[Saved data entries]
○ ○ ○ ○

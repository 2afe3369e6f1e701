//! Integration tests for the producer-to-service mailbox flow
//!
//! These tests exercise the full path an entry travels: a producer
//! publishes through [`MailboxWriter`], the scanner observes only the
//! finalized file, the consumer reads, parses and deletes it, and the
//! state machine drives a panel sink off the result.

use std::fs;
use std::time::{Duration, Instant};

use anyhow::Result;
use tempfile::tempdir;

use toastd::mailbox::{self, MailboxWriter};
use toastd::request::{self, NotificationKind, NotificationRequest, PanelPosition};
use toastd::service::{NotificationService, Tick};
use toastd::{PanelSink, ServiceConfig};

#[derive(Default)]
struct CountingSink {
    shown: Vec<NotificationRequest>,
    hides: usize,
}

impl PanelSink for CountingSink {
    fn show(&mut self, request: &NotificationRequest) -> Result<()> {
        self.shown.push(request.clone());
        Ok(())
    }

    fn hide(&mut self) -> Result<()> {
        self.hides += 1;
        Ok(())
    }
}

/// What a producer publishes is exactly what the consumer reconstructs.
#[test]
fn test_publish_scan_parse_equivalence() -> Result<()> {
    let dir = tempdir()?;
    let original =
        NotificationRequest::new("update ready", 4, NotificationKind::Info, PanelPosition::Left);

    let mut writer = MailboxWriter::new(dir.path());
    writer.publish(&original)?;

    let entry = mailbox::first_entry(dir.path()).expect("published entry not found");
    let raw = mailbox::read_entry(&entry).expect("entry unreadable");
    let reparsed = request::parse(&raw, &ServiceConfig::default().parser);
    assert_eq!(reparsed, original);

    mailbox::remove_entry(&entry);
    assert_eq!(mailbox::first_entry(dir.path()), None);
    Ok(())
}

/// In-progress writes are invisible; publication is the rename.
#[test]
fn test_scanner_never_sees_temporary_files() -> Result<()> {
    let dir = tempdir()?;
    fs::write(
        dir.path().join("notif_12345678.ini.tmp"),
        "text=half written",
    )?;
    assert_eq!(mailbox::first_entry(dir.path()), None);

    let mut writer = MailboxWriter::new(dir.path());
    writer.publish(&NotificationRequest::new(
        "done",
        2,
        NotificationKind::Info,
        PanelPosition::Right,
    ))?;
    let entry = mailbox::first_entry(dir.path()).expect("finalized entry not found");
    assert!(!entry.to_string_lossy().ends_with(".tmp"));
    Ok(())
}

/// End to end: producer publishes, one tick shows the panel and consumes
/// the entry, the duration elapses and the panel comes down.
#[test]
fn test_service_consumes_published_entry() -> Result<()> {
    let dir = tempdir()?;
    let mut config = ServiceConfig::default();
    config.mailbox.directory = dir.path().to_path_buf();

    let mut writer = MailboxWriter::new(dir.path());
    writer.publish(&NotificationRequest::new(
        "battery low",
        3,
        NotificationKind::Error,
        PanelPosition::Middle,
    ))?;

    let mut service = NotificationService::new(&config, CountingSink::default())?;
    let t0 = Instant::now();

    assert_eq!(service.tick(t0), Tick::Visible);
    assert_eq!(mailbox::first_entry(dir.path()), None);

    assert_eq!(service.tick(t0 + Duration::from_secs(3)), Tick::Idle);
    Ok(())
}

/// Foreign files in the mailbox directory are never consumed or deleted.
#[test]
fn test_service_leaves_foreign_files_alone() -> Result<()> {
    let dir = tempdir()?;
    let mut config = ServiceConfig::default();
    config.mailbox.directory = dir.path().to_path_buf();

    let foreign = dir.path().join("README.txt");
    fs::write(&foreign, "not a notification")?;

    let mut service = NotificationService::new(&config, CountingSink::default())?;
    assert_eq!(service.tick(Instant::now()), Tick::Idle);
    assert!(foreign.exists());
    Ok(())
}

○ ○ ○ ○

• **TASK DESCRIPTION**: Could you state how many lines of the data include the word "Idle"? Only the number is needed.

• **RESPONSE TO THIS TASK**: 2